Она была здесь, рядом, а это значило — здесь, рядом, был Ленинград. За стеной, на которой висела наша карта... Было время, когда отец купил ее и никак не решался укрепить на стене, чтобы не сердить маму, которая считала, что тогда весь вид у нашей квартиры будет нарушен, испортится весь интерьер. Теперь она лежала под этой картой, на кровати, укрытая двумя одеялами, в огромной, с высоченными потолками, выстывшей комнате, и па расстоянии вытянутой руки от нее был Париж, захваченный немцами, и чуть дальше — Лондон, где Черчилль выступает с речами, обещая вот-вот открыть второй фронт, и помеченная красной звездочкой Москва, у которой где-то на неведомом разъезде Дубосеково 28 героев-панфиловцев остановили немецкие танки, и где-то среди равнины, залитой зеленой краской,— деревенька Петрищено, где Таню, девочку, школьницу — подумать только, школьницу — такую же, как я, пускай немного, на какие-нибудь шесть лет старше!..— немцы повесили как партизанку... Повесили — может быть, те самые, в застегнутых под коленом брюках «гольф», которые приезжали к нам и Ливадию посмотреть, как раньше жил русский царь и как теперь живут русские крестьяне, и щелкали лейками, и шумели, как у себя дома, и совали нам, ребятам с Черного двора, какую-то свою блестящую дрянь, какие-то металлические карандашики с выдвигающимися грифельками... И вот теперь, теперь...

Теперь она лежала, свернувшись в маленький, затвердевший калачик, лицом к стене, к разъезду Дубосеково, к деревне Петрищево, к Москве, ко всей стране... Я уходил — она лежала, я возвращался — она лежала... И думала, думала... Казалось мне, думала о том, о чем все думали в эти дни, и о чем-то еще... И вот это последнее, вот это и о чем-то еще пугало меня в особенности.
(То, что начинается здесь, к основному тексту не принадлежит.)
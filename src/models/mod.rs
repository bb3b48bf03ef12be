use serde::{Deserialize, Serialize};
use std::fmt::Display;

pub mod friendship;
pub mod movie;
pub mod rating;
pub mod user;

pub use friendship::{FriendRequest, Friendship, FriendshipRow, FriendshipStatus, PendingRequest};
pub use movie::{clean_title, Movie, MovieListQuery, MoviePage, MovieView, NewMovie};
pub use rating::{RateRequest, Rating, RatingSaved, RatingView};
pub use user::{
    FriendSummary, NewUser, ProfileUpdate, User, UserDetail, UserLists, UserProfile, UserSummary,
};

/// Per-user movie collections
#[derive(Debug, Clone, Copy, PartialEq, Eq, Hash)]
pub enum ListKind {
    Watchlist,
    Favorites,
}

impl ListKind {
    /// Join table backing the list
    pub fn table(&self) -> &'static str {
        match self {
            ListKind::Watchlist => "user_watchlist",
            ListKind::Favorites => "user_favorites",
        }
    }

    pub fn label(&self) -> &'static str {
        match self {
            ListKind::Watchlist => "watchlist",
            ListKind::Favorites => "favorites",
        }
    }
}

impl Display for ListKind {
    fn fmt(&self, f: &mut std::fmt::Formatter<'_>) -> std::fmt::Result {
        f.write_str(self.label())
    }
}

/// Body of list membership requests
#[derive(Debug, Deserialize)]
#[serde(rename_all = "camelCase")]
pub struct ListEntryRequest {
    pub movie_id: i64,
}

/// Plain `{ "message": ... }` acknowledgement
#[derive(Debug, Serialize)]
pub struct Message {
    pub message: &'static str,
}

impl Message {
    pub fn new(message: &'static str) -> Self {
        Self { message }
    }
}

// ============================================================================
// Recommendation Model Service Types
// ============================================================================

/// The three recommendation models exposed by the model service
#[derive(Debug, Clone, Copy, PartialEq, Eq, Hash, Serialize)]
#[serde(rename_all = "snake_case")]
pub enum RecommenderModel {
    /// Association rules over co-liked movies
    AssociationRules,
    /// Content-based similarity on metadata
    ContentBased,
    /// Item-based collaborative filtering
    ItemCf,
}

impl RecommenderModel {
    /// Resolves the public route segment (`model1`..`model3`)
    pub fn from_route(segment: &str) -> Option<Self> {
        match segment {
            "model1" => Some(RecommenderModel::AssociationRules),
            "model2" => Some(RecommenderModel::ContentBased),
            "model3" => Some(RecommenderModel::ItemCf),
            _ => None,
        }
    }

    pub fn route(&self) -> &'static str {
        match self {
            RecommenderModel::AssociationRules => "model1",
            RecommenderModel::ContentBased => "model2",
            RecommenderModel::ItemCf => "model3",
        }
    }

    /// Path on the model service
    pub fn endpoint(&self) -> &'static str {
        match self {
            RecommenderModel::AssociationRules => "/recommend",
            RecommenderModel::ContentBased => "/recommend/content",
            RecommenderModel::ItemCf => "/recommend/itemcf",
        }
    }

    /// Extracts the ranking score from a model entry
    ///
    /// Each model reports its ranking under a different field. Missing or
    /// zero values fall through the same way for every model.
    pub fn score_of(&self, entry: &ModelRecommendation) -> f64 {
        let nonzero = |v: Option<f64>| v.filter(|s| *s != 0.0 && !s.is_nan());
        let score = match self {
            RecommenderModel::AssociationRules => nonzero(entry.score),
            RecommenderModel::ContentBased => nonzero(entry.similarity),
            RecommenderModel::ItemCf => nonzero(entry.similarity).or(nonzero(entry.score)),
        };
        score.unwrap_or(0.0)
    }
}

impl Display for RecommenderModel {
    fn fmt(&self, f: &mut std::fmt::Formatter<'_>) -> std::fmt::Result {
        f.write_str(self.route())
    }
}

/// Request body sent to the model service
#[derive(Debug, Clone, Serialize, PartialEq)]
pub struct ModelRequest {
    pub liked_movies: Vec<String>,
    pub top_n: usize,
}

/// Response envelope returned by every model endpoint
#[derive(Debug, Clone, Deserialize)]
pub struct ModelResponse {
    pub success: bool,
    #[serde(default)]
    pub model: Option<String>,
    #[serde(default)]
    pub recommendations: Vec<ModelRecommendation>,
    #[serde(default)]
    pub error: Option<String>,
    #[serde(default)]
    pub warning: Option<String>,
}

/// One recommended title; extra model-specific columns are ignored
#[derive(Debug, Clone, Default, PartialEq, Deserialize)]
pub struct ModelRecommendation {
    pub title: String,
    #[serde(default)]
    pub score: Option<f64>,
    #[serde(default)]
    pub similarity: Option<f64>,
}

/// Hydrated recommendation returned to the client
#[derive(Debug, Clone, PartialEq, Serialize)]
#[serde(rename_all = "camelCase")]
pub struct RecommendedMovie {
    #[serde(flatten)]
    pub movie: MovieView,
    pub score: f64,
}

// ============================================================================
// TMDB API Types
// ============================================================================

/// Response from GET /search/movie
#[derive(Debug, Clone, Default, Serialize, Deserialize)]
pub struct TmdbSearchResponse {
    #[serde(default)]
    pub results: Vec<TmdbMovie>,
}

/// A single movie as returned by TMDB search and details
#[derive(Debug, Clone, Default, PartialEq, Serialize, Deserialize)]
pub struct TmdbMovie {
    pub id: i64,
    #[serde(default)]
    pub title: Option<String>,
    #[serde(default)]
    pub poster_path: Option<String>,
    #[serde(default)]
    pub vote_average: Option<f64>,
}

#[cfg(test)]
mod tests {
    use super::*;

    #[test]
    fn test_model_routes() {
        assert_eq!(
            RecommenderModel::from_route("model1"),
            Some(RecommenderModel::AssociationRules)
        );
        assert_eq!(
            RecommenderModel::from_route("model3").unwrap().endpoint(),
            "/recommend/itemcf"
        );
        assert_eq!(RecommenderModel::from_route("model4"), None);
        assert_eq!(RecommenderModel::ContentBased.to_string(), "model2");
    }

    #[test]
    fn test_score_field_per_model() {
        let entry = ModelRecommendation {
            title: "Heat".to_string(),
            score: Some(2.5),
            similarity: Some(0.8),
        };

        assert_eq!(RecommenderModel::AssociationRules.score_of(&entry), 2.5);
        assert_eq!(RecommenderModel::ContentBased.score_of(&entry), 0.8);
        assert_eq!(RecommenderModel::ItemCf.score_of(&entry), 0.8);
    }

    #[test]
    fn test_item_cf_falls_back_to_score() {
        let entry = ModelRecommendation {
            title: "Heat".to_string(),
            score: Some(0.4),
            similarity: None,
        };

        assert_eq!(RecommenderModel::ItemCf.score_of(&entry), 0.4);
        assert_eq!(RecommenderModel::ContentBased.score_of(&entry), 0.0);
    }

    #[test]
    fn test_model_response_tolerates_extra_columns() {
        let body = r#"{
            "success": true,
            "model": "association_rules",
            "recommendations": [
                {"movieId": 12, "title": "Heat", "score": 3.1, "confidence": 0.7, "lift": 4.4}
            ]
        }"#;

        let response: ModelResponse = serde_json::from_str(body).unwrap();
        assert!(response.success);
        assert_eq!(response.recommendations.len(), 1);
        assert_eq!(response.recommendations[0].score, Some(3.1));
    }

    #[test]
    fn test_model_error_response() {
        let body = r#"{"success": false, "error": "Content-Based model not loaded"}"#;
        let response: ModelResponse = serde_json::from_str(body).unwrap();

        assert!(!response.success);
        assert!(response.recommendations.is_empty());
        assert_eq!(
            response.error.as_deref(),
            Some("Content-Based model not loaded")
        );
    }
}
Я смотрел на ее затылок, на ее смятые, свалявшиеся в мочалку волосы, на ее золотые волосы, которые я так любил, которые были раньше так воздушны, пушисты, словно наполнены движением ветра,— смотрел на нее, и мне становилось страшно. Страшно за то, что чувствует она, оставаясь наедине с собой. Когда, случалось, я застигал ее врасплох; она не решалась повернуть ко мне залитого слезами лица.

Я уходил — а она оставалась наедине со своими мыслями. Теми самыми, чувствовал я. И торопился домой, чтоб избавить ее от них.

— Ты бы сходил на улицу, поиграл,— говорила она,— подышал свежим воздухом...

Но как я мог куда-то идти, играть, дышать свежим воздухом. Который был так нужен ей... Который — именно так мне казалось — я отбираю у нее...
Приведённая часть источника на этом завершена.